My preference is the service of Canva, an online company that has many different preassembled marketing medias for paper and electronic usage. Combining this design software with a local print shop or online print shop allows practices to easily make high-quality flyers in one to two hours of total work.

However, if the practice culture or scheduling doesn’t allow for design time, there are also freelance sources available. Practitioners can still maintain a high standard of quality by providing the required information to freelancers who can be bid out designs at websites such as fiver.com, freelancer.com or funnelroledex.com, among others. These sites will provide qualified graphic design artists from around the world and will then have them compete against each other for your business.

The use of flyers should also be encouraged because of the low-cost ceiling required for each marketing campaign. Canva itself only costs $9.99 per month and print costs for 75 to 100 copies of a quality flyer will range from $75 to $150. These costs plus some minor postage costs mean a monthly advertisement campaign centered around flyers would only total $90 to $165. While this is a cost, please note the majority of marketed services should return that investment in one to two hours of dedicated work or a handful of product sales.

It is my personal experience that such a campaign will work if well thought out and executed. One anecdotal example for this was a milk culture flyer advertising our milk quality lab. We sent this flyer, pictured above, out to all of our dairy clients that received a bill that month.

The next month we increased our milk quality sales significantly and landed a new client that resulted in over a $1,000 of gross sales the following year. While not every advertisement will strike gold this way, it only takes one or two successful campaigns per year to pay for the marketing campaign.

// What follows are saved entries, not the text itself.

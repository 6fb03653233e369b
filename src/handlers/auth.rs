// src/handlers/auth.rs

use axum::{
    Form,
    extract::State,
    response::{IntoResponse, Redirect},
};
use axum_extra::extract::cookie::CookieJar;
use validator::Validate;

use crate::{
    config::Config,
    db::Tx,
    error::AppError,
    models::user::{LoginForm, NewUser, RegisterForm},
    repo,
    utils::{
        flash::{self, Flash},
        hash::{hash_password, verify_password},
        jwt::{sign_jwt, token_cookie},
    },
    views::{self, Page},
};

pub async fn index() -> Redirect {
    Redirect::to("/user/dashboard")
}

pub async fn login_page(jar: CookieJar) -> impl IntoResponse {
    let (jar, flash) = flash::take(jar);
    (jar, views::auth::login(&Page::new(None, flash)))
}

pub async fn register_page(jar: CookieJar) -> impl IntoResponse {
    let (jar, flash) = flash::take(jar);
    (jar, views::auth::register(&Page::new(None, flash)))
}

/// Registers a new learner account.
///
/// Hashes the password using Argon2 before storing it.
/// Duplicate usernames or emails are reported through a flash, not an error page.
pub async fn register(
    jar: CookieJar,
    mut tx: Tx,
    Form(form): Form<RegisterForm>,
) -> Result<impl IntoResponse, AppError> {
    let form = form.trimmed();
    if let Err(validation_errors) = form.validate() {
        return Ok(flash::redirect(
            jar,
            "/auth/register",
            Flash::danger(validation_errors.to_string()),
        ));
    }

    let new_user = NewUser {
        username: form.username,
        email: form.email,
        password_hash: hash_password(&form.password)?,
        full_name: form.full_name,
        is_admin: false,
    };

    match repo::users::insert(&mut tx, &new_user).await {
        Ok(id) => {
            tx.commit().await?;
            tracing::info!(user_id = id, username = %new_user.username, "User registered");
            Ok(flash::redirect(
                jar,
                "/auth/login",
                Flash::success("Registration successful. Please log in."),
            ))
        }
        Err(e) if repo::is_unique_violation(&e) => Ok(flash::redirect(
            jar,
            "/auth/register",
            Flash::danger("Username or email is already registered"),
        )),
        Err(e) => {
            tracing::error!("Failed to register user: {:?}", e);
            Err(AppError::from(e))
        }
    }
}

/// Authenticates a user and stores a signed JWT in the `token` cookie.
pub async fn login(
    State(config): State<Config>,
    jar: CookieJar,
    mut tx: Tx,
    Form(form): Form<LoginForm>,
) -> Result<impl IntoResponse, AppError> {
    let user = repo::users::find_by_username(&mut tx, form.username.trim()).await?;

    let verified = match &user {
        Some(user) => verify_password(&form.password, &user.password)?,
        None => false,
    };

    let user = match user {
        Some(user) if verified => user,
        _ => {
            tracing::info!(username = %form.username.trim(), "Failed login attempt");
            return Ok(flash::redirect(
                jar,
                "/auth/login",
                Flash::danger("Invalid username or password"),
            ));
        }
    };

    let role = user.role();
    let token = sign_jwt(user.id, role, &config.jwt_secret, config.jwt_expiration)?;
    let target = if user.is_admin {
        "/admin/dashboard"
    } else {
        "/user/dashboard"
    };

    tracing::info!(user_id = user.id, role, "User logged in");
    Ok(flash::redirect(
        jar.add(token_cookie(token)),
        target,
        Flash::success(format!("Welcome back, {}!", user.full_name)),
    ))
}

pub async fn logout(jar: CookieJar) -> impl IntoResponse {
    flash::redirect(
        jar.remove(token_cookie(String::new())),
        "/auth/login",
        Flash::info("You have been logged out."),
    )
}
// src/repo/scores.rs

use chrono::{DateTime, Utc};
use sqlx::SqliteConnection;

use crate::models::score::{Grade, Score, ScoreRecord};

/// Shared SELECT for score rows joined with user, chapter and subject names.
const SCORE_RECORD_SELECT: &str = r#"
    SELECT
        sc.id, sc.quiz_id, sc.user_id, u.username,
        c.name AS chapter_name, s.name AS subject_name,
        sc.total_scored, sc.total_questions, sc.timestamp
    FROM scores sc
    JOIN users u ON sc.user_id = u.id
    JOIN quizzes q ON sc.quiz_id = q.id
    JOIN chapters c ON q.chapter_id = c.id
    JOIN subjects s ON c.subject_id = s.id
"#;

/// Records one attempt. The timestamp is fixed here and never changes.
pub async fn insert(
    conn: &mut SqliteConnection,
    quiz_id: i64,
    user_id: i64,
    grade: Grade,
    timestamp: DateTime<Utc>,
) -> sqlx::Result<i64> {
    sqlx::query_scalar(
        r#"
        INSERT INTO scores (quiz_id, user_id, total_scored, total_questions, timestamp)
        VALUES ($1, $2, $3, $4, $5)
        RETURNING id
        "#,
    )
    .bind(quiz_id)
    .bind(user_id)
    .bind(grade.total_scored)
    .bind(grade.total_questions)
    .bind(timestamp)
    .fetch_one(&mut *conn)
    .await
}

/// The user's most recent attempt at a quiz, if any.
pub async fn latest_for_quiz(
    conn: &mut SqliteConnection,
    quiz_id: i64,
    user_id: i64,
) -> sqlx::Result<Option<Score>> {
    sqlx::query_as::<_, Score>(
        r#"
        SELECT id, quiz_id, user_id, total_scored, total_questions, timestamp
        FROM scores
        WHERE quiz_id = $1 AND user_id = $2
        ORDER BY timestamp DESC, id DESC
        LIMIT 1
        "#,
    )
    .bind(quiz_id)
    .bind(user_id)
    .fetch_optional(&mut *conn)
    .await
}

pub async fn recent_for_user(
    conn: &mut SqliteConnection,
    user_id: i64,
    limit: i64,
) -> sqlx::Result<Vec<ScoreRecord>> {
    sqlx::query_as::<_, ScoreRecord>(&format!(
        "{SCORE_RECORD_SELECT} WHERE sc.user_id = $1 ORDER BY sc.timestamp DESC, sc.id DESC LIMIT $2"
    ))
    .bind(user_id)
    .bind(limit)
    .fetch_all(&mut *conn)
    .await
}

pub async fn list_for_user(
    conn: &mut SqliteConnection,
    user_id: i64,
) -> sqlx::Result<Vec<ScoreRecord>> {
    sqlx::query_as::<_, ScoreRecord>(&format!(
        "{SCORE_RECORD_SELECT} WHERE sc.user_id = $1 ORDER BY sc.timestamp DESC, sc.id DESC"
    ))
    .bind(user_id)
    .fetch_all(&mut *conn)
    .await
}

pub async fn list_all(conn: &mut SqliteConnection) -> sqlx::Result<Vec<ScoreRecord>> {
    sqlx::query_as::<_, ScoreRecord>(&format!(
        "{SCORE_RECORD_SELECT} ORDER BY sc.timestamp DESC, sc.id DESC"
    ))
    .fetch_all(&mut *conn)
    .await
}

pub async fn count_for_user(conn: &mut SqliteConnection, user_id: i64) -> sqlx::Result<i64> {
    sqlx::query_scalar("SELECT COUNT(*) FROM scores WHERE user_id = $1")
        .bind(user_id)
        .fetch_one(&mut *conn)
        .await
}

pub async fn count(conn: &mut SqliteConnection) -> sqlx::Result<i64> {
    sqlx::query_scalar("SELECT COUNT(*) FROM scores")
        .fetch_one(&mut *conn)
        .await
}

/// Unweighted mean of the per-attempt percentages, 0 without attempts.
/// Attempts at quizzes without questions count as 0%.
pub async fn average_percentage(conn: &mut SqliteConnection, user_id: i64) -> sqlx::Result<f64> {
    sqlx::query_scalar(
        r#"
        SELECT COALESCE(AVG(
            CASE WHEN total_questions > 0
                THEN total_scored * 100.0 / total_questions
                ELSE 0.0
            END
        ), 0.0)
        FROM scores
        WHERE user_id = $1
        "#,
    )
    .bind(user_id)
    .fetch_one(&mut *conn)
    .await
}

One final important statistic of note is while many marketing gurus disagree on the true number of exposures to a product before buying, Microsoft research suggests it takes a potential client between three and 20 exposures before they are influenced to purchase. This is the final advantage of using digital design sources such as Canva, because these types of media are readily converted from paper flyer designs to email and social media campaigns that can also reach potential customers. Supplement this with an explanatory video or podcast and you can now provide the client yet another type of exposure to your product or service. Using readily available media marketing programs today and a quality print company can result in improved sales and uptake of new services for today’s modern food-animal practice.